In “FRIENDS” – one of the album’s best songs, and a song that couldn’t possibly be more different than Beyonce and JAY-Z’s new song of the same name with the same all caps – J. Cole raps, “I wrote this to talk about the word addiction…/I hope you listening … / I know you say it helps and no I’m not trying to offend/But I know depression and drug addiction don’t blend … One thing about your demons they bound to catch up one day/I’d rather see you stand up and face them than run away/I understand this message is not the coolest to say/But if you down to try it I know of a better way/Meditate…Don’t medicate.”

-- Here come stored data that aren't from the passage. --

//! Handlers for product CRUD and search.
//!
//! The status lifecycle is user-driven: pending, ordered, delivered.
//! A PATCH to "delivered" is stored as-is; confirmed delivery is expected
//! to arrive as a DELETE instead, so the value never rests for long.

use axum::extract::{Path, Query, State};
use axum::http::StatusCode;
use axum::response::IntoResponse;
use axum::Json;
use restock_core::error::CoreError;
use restock_core::search::rank_by_name;
use restock_core::status::ProductStatus;
use restock_db::models::product::{CreateProduct, UpdateProductStatus};
use serde::Deserialize;

use crate::error::{AppError, AppResult};
use crate::response::{DeleteResponse, ProductResponse, ProductsResponse};
use crate::state::AppState;

/// Query parameters for `GET /api/products/search`.
#[derive(Debug, Deserialize)]
pub struct SearchParams {
    /// Search query. Blank or missing returns the full listing.
    pub q: Option<String>,
}

/// GET /api/products
///
/// List all products, oldest first.
pub async fn list_products(State(state): State<AppState>) -> AppResult<impl IntoResponse> {
    let products = state.store.list_products().await?;

    Ok(Json(ProductsResponse { products }))
}

/// GET /api/products/search?q=...
///
/// Typo-tolerant search over product names. Exact and substring matches
/// come first in listing order, then fuzzy matches by similarity.
pub async fn search_products(
    State(state): State<AppState>,
    Query(params): Query<SearchParams>,
) -> AppResult<impl IntoResponse> {
    let corpus = state.store.list_products().await?;
    let products = rank_by_name(corpus, params.q.as_deref().unwrap_or(""), |p| p.name.as_str());

    Ok(Json(ProductsResponse { products }))
}

/// GET /api/products/tag/:tagId
///
/// List products under one tag. The literal `"all"` returns everything;
/// the literal `"null"` returns the unfiled bucket.
pub async fn products_by_tag(
    State(state): State<AppState>,
    Path(tag_id): Path<String>,
) -> AppResult<impl IntoResponse> {
    let products = match tag_id.as_str() {
        "all" => state.store.list_products().await?,
        "null" => state.store.products_by_tag(None).await?,
        id => state.store.products_by_tag(Some(id)).await?,
    };

    Ok(Json(ProductsResponse { products }))
}

/// POST /api/products
///
/// Create a product. Rejects blank names, case-insensitive duplicate
/// names (tag-independent), dangling tag references, and unknown status
/// values. Status defaults to pending.
pub async fn create_product(
    State(state): State<AppState>,
    Json(input): Json<CreateProduct>,
) -> AppResult<impl IntoResponse> {
    let name = input.name.trim();
    if name.is_empty() {
        return Err(AppError::Core(CoreError::Validation(
            "Product name is required".into(),
        )));
    }

    if state.store.find_product_by_name(name).await?.is_some() {
        return Err(AppError::Core(CoreError::Conflict(
            "Product already exists".into(),
        )));
    }

    let status = match input.status.as_deref() {
        Some(raw) => raw.parse::<ProductStatus>().map_err(AppError::Core)?,
        None => ProductStatus::default(),
    };

    if let Some(tag_id) = input.tag_id.as_deref() {
        if state.store.find_tag(tag_id).await?.is_none() {
            return Err(AppError::Core(CoreError::Validation(format!(
                "Unknown tag: {tag_id}"
            ))));
        }
    }

    let product = state
        .store
        .create_product(name, input.tag_id.as_deref(), status)
        .await?;

    tracing::info!(product_id = %product.id, name = %product.name, status = %product.status, "Product created");

    Ok((StatusCode::CREATED, Json(ProductResponse { product })))
}

/// GET /api/products/:id
pub async fn get_product(
    State(state): State<AppState>,
    Path(id): Path<String>,
) -> AppResult<impl IntoResponse> {
    let product = state
        .store
        .find_product(&id)
        .await?
        .ok_or(AppError::Core(CoreError::NotFound {
            entity: "Product",
            id,
        }))?;

    Ok(Json(ProductResponse { product }))
}

/// PATCH /api/products/:id
///
/// Update a product's status. Repeating the current value is permitted
/// and idempotent; an unrecognized value is rejected with the product
/// left unchanged.
pub async fn update_product_status(
    State(state): State<AppState>,
    Path(id): Path<String>,
    Json(input): Json<UpdateProductStatus>,
) -> AppResult<impl IntoResponse> {
    let status = input
        .status
        .as_deref()
        .unwrap_or("")
        .parse::<ProductStatus>()
        .map_err(AppError::Core)?;

    let product = state
        .store
        .update_product_status(&id, status)
        .await?
        .ok_or(AppError::Core(CoreError::NotFound {
            entity: "Product",
            id: id.clone(),
        }))?;

    tracing::info!(product_id = %id, status = %product.status, "Product status updated");

    Ok(Json(ProductResponse { product }))
}

/// DELETE /api/products/:id
///
/// Remove a product. Used both for direct removal and for
/// confirmed-delivery removal.
pub async fn delete_product(
    State(state): State<AppState>,
    Path(id): Path<String>,
) -> AppResult<impl IntoResponse> {
    if id.trim().is_empty() {
        return Err(AppError::Core(CoreError::Validation(
            "Product ID is required".into(),
        )));
    }

    if state.store.find_product(&id).await?.is_none() {
        return Err(AppError::Core(CoreError::NotFound {
            entity: "Product",
            id,
        }));
    }

    if !state.store.delete_product(&id).await? {
        return Err(AppError::Core(CoreError::Internal(
            "Failed to delete product from store".into(),
        )));
    }

    tracing::info!(product_id = %id, "Product deleted");

    Ok(Json(DeleteResponse {
        success: true,
        message: "Product deleted successfully".into(),
    }))
}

How’s that for a message our world needs to hear? Let me say it again: “Meditate, don’t medicate.” Can we go ahead and make this a country-wide campaign? This is the kind of message that strikes a chord desperately needing to be struck just now, and J. Cole’s album is full of these kind of hard-hitting, spot-on messages and take-aways, gleaned from hard experience.
In “Once an Addict,” he writes about his mom, and you can hear the ragged pain and desperation in his voice: “I gotta leave this house ’cause part of me dies when I see her like this/Too young to deal with pain/I’d rather run the streets than see her kill herself … I wish that I could say the right words to cheer her/I wish her son’s love was enough … Little did I know how deep her sadness would go/Lookin’ back, I wish I woulda did more instead of runnin’.”

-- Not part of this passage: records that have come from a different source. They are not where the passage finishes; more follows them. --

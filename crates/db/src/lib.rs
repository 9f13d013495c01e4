//! Persistence layer: entity models, repositories over Postgres, and the
//! in-process [`store::Store`] mirror that fronts them.

pub mod models;
pub mod repositories;
pub mod store;

use sqlx::postgres::PgPoolOptions;

pub type DbPool = sqlx::PgPool;

/// Create a connection pool from a database URL.
pub async fn create_pool(database_url: &str) -> Result<DbPool, sqlx::Error> {
    PgPoolOptions::new()
        .max_connections(20)
        .connect(database_url)
        .await
}

/// Verify the database is reachable.
pub async fn health_check(pool: &DbPool) -> Result<(), sqlx::Error> {
    sqlx::query("SELECT 1").execute(pool).await?;
    Ok(())
}

/// Apply pending migrations from `db/migrations`.
pub async fn run_migrations(pool: &DbPool) -> Result<(), sqlx::migrate::MigrateError> {
    sqlx::migrate!("../../db/migrations").run(pool).await
}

He conveys complex stories, emotions, and issues in his songs – ones that don’t have a simple solution or happy, easy ending, but are ongoing, and blurry, like real life.
In “KOD,” he says he “stacked a few M’s like my last name was Shady,” and it hit me that he was more like Eminem not in terms of millions made but emotion evoked; not in terms of money, but a realness that means relatability for you, the listener.
J.Cole’s new album is made up of tracks anyone genuinely going through a hard time – AKA living life as a real live human being – can listen to and feel like someone gets it/him/her.
I don’t feel like a balla BA listening to this album so much as I feel like someone gets me on a level deeper than circumstance. Because when it comes to circumstance, lemme tell ya, it probably doesn’t get much more disparate than J. Cole and this girl.
But isn’t that the mark of a true and lasting artist? … Someone who writes authentically, divulging the bloody details of his own story, but in such a way that allows the listener/me to find myself – my own struggles, my own story – in his lyrics?
Listen to J.Cole’s new album, and be seen.